Carl’s immediate urge was to dismiss even the possibility of everything he was being told. There was no way that he’d just stumbled into this completely removed magical world and was suddenly talking to this different version of his not-so-baby sister. The issue of the endless forest nagged at the back of his mind, though. Was any of this even possible? It was almost like he’d gotten shot again, but this time he hadn’t woken up. He was just stuck in some loop of thoughts that didn’t have any real rhyme or reason to them.
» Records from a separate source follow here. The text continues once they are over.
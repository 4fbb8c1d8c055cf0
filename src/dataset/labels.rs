//! Label table reader
//!
//! The table maps image file names (`new_names`) to integer class labels
//! (`labels`). Incomplete rows are dropped before anything else sees them.

use std::collections::BTreeMap;
use std::path::Path;

use anyhow::{anyhow, Context, Result};
use tracing::{info, warn};

const FILE_COLUMN: &str = "new_names";
const LABEL_COLUMN: &str = "labels";

/// Cell values the pandas CSV reader turns into NaN by default
const MISSING_MARKERS: &[&str] = &[
    "", "#N/A", "#N/A N/A", "#NA", "-1.#IND", "-1.#QNAN", "-NaN", "-nan", "1.#IND", "1.#QNAN",
    "<NA>", "N/A", "NA", "NULL", "NaN", "None", "n/a", "nan", "null",
];

/// One usable row of the label table
#[derive(Debug, Clone, PartialEq, Eq)]
pub struct LabeledImage {
    pub file_name: String,
    pub label: usize,
}

/// Read the label table, dropping every row with a missing value in any column
pub fn read_labels(csv_path: &Path) -> Result<Vec<LabeledImage>> {
    let mut reader = csv::ReaderBuilder::new()
        .trim(csv::Trim::All)
        .flexible(true)
        .from_path(csv_path)
        .with_context(|| format!("Failed to open label table {}", csv_path.display()))?;

    let headers = reader
        .headers()
        .with_context(|| format!("Failed to read header of {}", csv_path.display()))?
        .clone();
    let column = |name: &str| {
        headers
            .iter()
            .position(|h| h == name)
            .ok_or_else(|| anyhow!("Column '{}' not found in {}", name, csv_path.display()))
    };
    let file_idx = column(FILE_COLUMN)?;
    let label_idx = column(LABEL_COLUMN)?;

    let mut entries = Vec::new();
    let mut dropped = 0usize;

    for (line, record) in reader.records().enumerate() {
        let record = record.with_context(|| {
            format!("Malformed row {} in {}", line + 2, csv_path.display())
        })?;

        if record.len() < headers.len() || record.iter().any(is_missing) {
            dropped += 1;
            continue;
        }

        let label = &record[label_idx];
        let label = parse_label(label).with_context(|| {
            format!("Invalid label '{}' on row {} of {}", label, line + 2, csv_path.display())
        })?;

        entries.push(LabeledImage {
            file_name: record[file_idx].to_string(),
            label,
        });
    }

    if dropped > 0 {
        warn!("Dropped {} incomplete rows from {}", dropped, csv_path.display());
    }
    info!("Read {} labeled images from {}", entries.len(), csv_path.display());

    Ok(entries)
}

fn is_missing(field: &str) -> bool {
    MISSING_MARKERS.contains(&field)
}

/// Integer labels, also accepting the float form some exports write (`1.0`)
fn parse_label(raw: &str) -> Result<usize> {
    if let Ok(label) = raw.parse::<usize>() {
        return Ok(label);
    }
    let value: f64 = raw.parse()?;
    if value >= 0.0 && value.fract() == 0.0 {
        Ok(value as usize)
    } else {
        anyhow::bail!("not a non-negative integer")
    }
}

/// Number of images per label, sorted by label
pub fn class_distribution(entries: &[LabeledImage]) -> BTreeMap<usize, usize> {
    let mut counts = BTreeMap::new();
    for entry in entries {
        *counts.entry(entry.label).or_insert(0) += 1;
    }
    counts
}

#[cfg(test)]
mod tests {
    use super::*;

    fn write_csv(content: &str) -> (tempfile::TempDir, std::path::PathBuf) {
        let dir = tempfile::tempdir().unwrap();
        let path = dir.path().join("labels.csv");
        std::fs::write(&path, content).unwrap();
        (dir, path)
    }

    #[test]
    fn test_read_labels_drops_incomplete_rows() {
        let (_dir, path) = write_csv(
            "Patient_ID,new_names,labels\n\
             UID_1,1.bmp,1\n\
             UID_2,,0\n\
             UID_3,3.bmp,\n\
             UID_4,4.bmp,0\n",
        );

        let entries = read_labels(&path).unwrap();
        assert_eq!(
            entries,
            vec![
                LabeledImage { file_name: "1.bmp".to_string(), label: 1 },
                LabeledImage { file_name: "4.bmp".to_string(), label: 0 },
            ]
        );
    }

    #[test]
    fn test_read_labels_drops_rows_missing_any_column() {
        let (_dir, path) = write_csv(
            "Patient_ID,new_names,labels\n\
             ,1.bmp,1\n\
             UID_2,2.bmp,0\n\
             NaN,3.bmp,1\n\
             UID_4,4.bmp\n",
        );

        let entries = read_labels(&path).unwrap();
        assert_eq!(entries, vec![LabeledImage { file_name: "2.bmp".to_string(), label: 0 }]);
    }

    #[test]
    fn test_read_labels_missing_column() {
        let (_dir, path) = write_csv("Patient_ID,file,labels\nUID_1,1.bmp,1\n");
        let err = read_labels(&path).unwrap_err();
        assert!(err.to_string().contains("new_names"));
    }

    #[test]
    fn test_read_labels_float_labels() {
        let (_dir, path) = write_csv("new_names,labels\na.bmp,1.0\nb.bmp,0.0\n");
        let entries = read_labels(&path).unwrap();
        assert_eq!(entries[0].label, 1);
        assert_eq!(entries[1].label, 0);
    }

    #[test]
    fn test_read_labels_rejects_bad_label() {
        let (_dir, path) = write_csv("new_names,labels\na.bmp,cancer\n");
        assert!(read_labels(&path).is_err());
    }

    #[test]
    fn test_missing_table() {
        let err = read_labels(Path::new("nope/labels.csv")).unwrap_err();
        assert!(err.to_string().contains("nope/labels.csv"));
    }

    #[test]
    fn test_class_distribution() {
        let entries = vec![
            LabeledImage { file_name: "a".into(), label: 1 },
            LabeledImage { file_name: "b".into(), label: 0 },
            LabeledImage { file_name: "c".into(), label: 1 },
        ];
        let dist = class_distribution(&entries);
        assert_eq!(dist[&0], 1);
        assert_eq!(dist[&1], 2);
    }
}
Except everything was too vivid for that. Everything felt real even though it didn’t seem it. There was no easing of one moment into another; just the tense awkward reality of him silently staring at the woman claiming to be Judith.
Carl reached for the hatchet when she held it out and let his hand run over the handle. He recognized it, but that was just as illogical as all of the rest of this was. His gaze moved over it for a moment before returning to her face. The eerie familiarity he’d noticed earlier was making his skin crawl now. It wasn’t possible for Judith to be this old. It just wasn’t. It wasn’t possible for people to travel through time. He may not have gotten very far in school, but he knew that much.
“You’re Judith.” He repeated as his hand dropped away.
He tried to think of anything that he could possibly use to dismiss the claim and make it clear that that familiarity was just his mind playing tricks on him. There was too much left for him to piece together and too little for him to use to verify any of this. His sister was still a toddler. What could he possibly ask that Judith would have been able to tell him the answer to years later? What had they done in their time together that only she and he would know? There was nothing he could draw on. It would all have to be on faith.
“It’s kind of hard to believe that,” Carl finally said in frustration. “It’s hard to believe any of this.”